Se la fede cristiana è un credere l’incredibile, l’amore cristiano è un amare il non amabile, il
nemico, e la speranza cristiana è uno sperare l’insperabile. Già la fede di Abramo si configura
come speranza contro ogni speranza, contro ogni evidenza, come speranza folle (Rm 4,18:
“[Abramo] credette sperando contro ogni speranza”); la fede cristiana, fondata sull’evento
della morte e della resurrezione di Gesù Cristo, dà vita a una speranza che osa sperare
l’insperabile per eccellenza, ovvero, la morte della morte (“Non ci sarà più la morte”: Ap
21,4). La speranza cristiana è intimamente attraversata dalla dinamica pasquale di morte e
resurrezione: porta anch’essa le stigmate della croce, è abitata dal pieno del Regno, ma anche
dal vuoto della tomba, crede la resurrezione, ma osa guardare il cadavere.
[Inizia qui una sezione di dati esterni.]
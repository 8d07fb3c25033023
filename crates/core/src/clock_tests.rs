// SPDX-License-Identifier: BUSL-1.1
// Copyright (c) 2026 Foreman Systems

use super::*;

#[test]
fn fake_clock_starts_at_configured_value() {
    let clock = FakeClock::new(1_000);
    assert_eq!(clock.epoch_ms(), 1_000);
}

#[test]
fn fake_clock_advances_by_delta() {
    let clock = FakeClock::new(0);
    clock.advance(Duration::from_millis(250));
    assert_eq!(clock.epoch_ms(), 250);
}

#[test]
fn fake_clock_clones_share_state() {
    let clock = FakeClock::new(0);
    let clone = clock.clone();
    clock.advance(Duration::from_millis(10));
    assert_eq!(clone.epoch_ms(), 10);
}

#[test]
fn system_clock_is_monotonic_nondecreasing() {
    let clock = SystemClock;
    let a = clock.epoch_ms();
    let b = clock.epoch_ms();
    assert!(b >= a);
}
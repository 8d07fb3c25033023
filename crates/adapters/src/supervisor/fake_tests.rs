// SPDX-License-Identifier: BUSL-1.1
// Copyright (c) 2026 Foreman Systems

use super::*;

#[tokio::test]
async fn start_transitions_to_running_and_records_call() {
    let sup = FakeSupervisor::new();
    sup.start().await.unwrap();
    assert!(sup.is_running());
    assert_eq!(sup.calls(), vec![SupervisorCall::Start]);
}

#[tokio::test]
async fn start_error_is_consumed_once() {
    let sup = FakeSupervisor::new();
    sup.set_start_error(SupervisorError::AlreadyRunning);
    assert!(sup.start().await.is_err());
    assert!(sup.start().await.is_ok());
}

#[tokio::test]
async fn send_line_records_sent_lines() {
    let sup = FakeSupervisor::new();
    sup.send_line("[CMD:1] hello").await.unwrap();
    assert_eq!(sup.sent_lines(), vec!["[CMD:1] hello".to_string()]);
}

#[tokio::test]
async fn emitted_output_reaches_subscribers() {
    let sup = FakeSupervisor::new();
    let mut rx = sup.subscribe();
    sup.emit_output("hello");
    match rx.recv().await.unwrap() {
        SupervisorEvent::Output(line) => assert_eq!(line, "hello"),
        other => panic!("unexpected event: {other:?}"),
    }
}

#[tokio::test]
async fn force_status_publishes_status_change() {
    let sup = FakeSupervisor::new();
    let mut rx = sup.subscribe();
    sup.force_status(ProcessStatus::Error);
    match rx.recv().await.unwrap() {
        SupervisorEvent::StatusChange(ProcessStatus::Error) => {}
        other => panic!("unexpected event: {other:?}"),
    }
    assert!(!sup.is_running());
}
La speranza è il
paradossale sperare la resurrezione di Colui che è morto ed è stato tumulato, è lo sperare al
cuore stesso della morte, degli inferi, della disperazione.
Vedere il paradosso
I santi del XX secolo hanno saputo vivere la speranza nei luoghi infernali creati dagli uomini:
nei lager nazisti e nei gulag sovietici, ma anche nei luoghi degli inferni interiori: l’angoscia, la
disperazione, la desolazione. La forza della speranza cristiana è contenuta nella sua stessa
paradossalità che è, in particolare, il paradosso dello sguardo della speranza.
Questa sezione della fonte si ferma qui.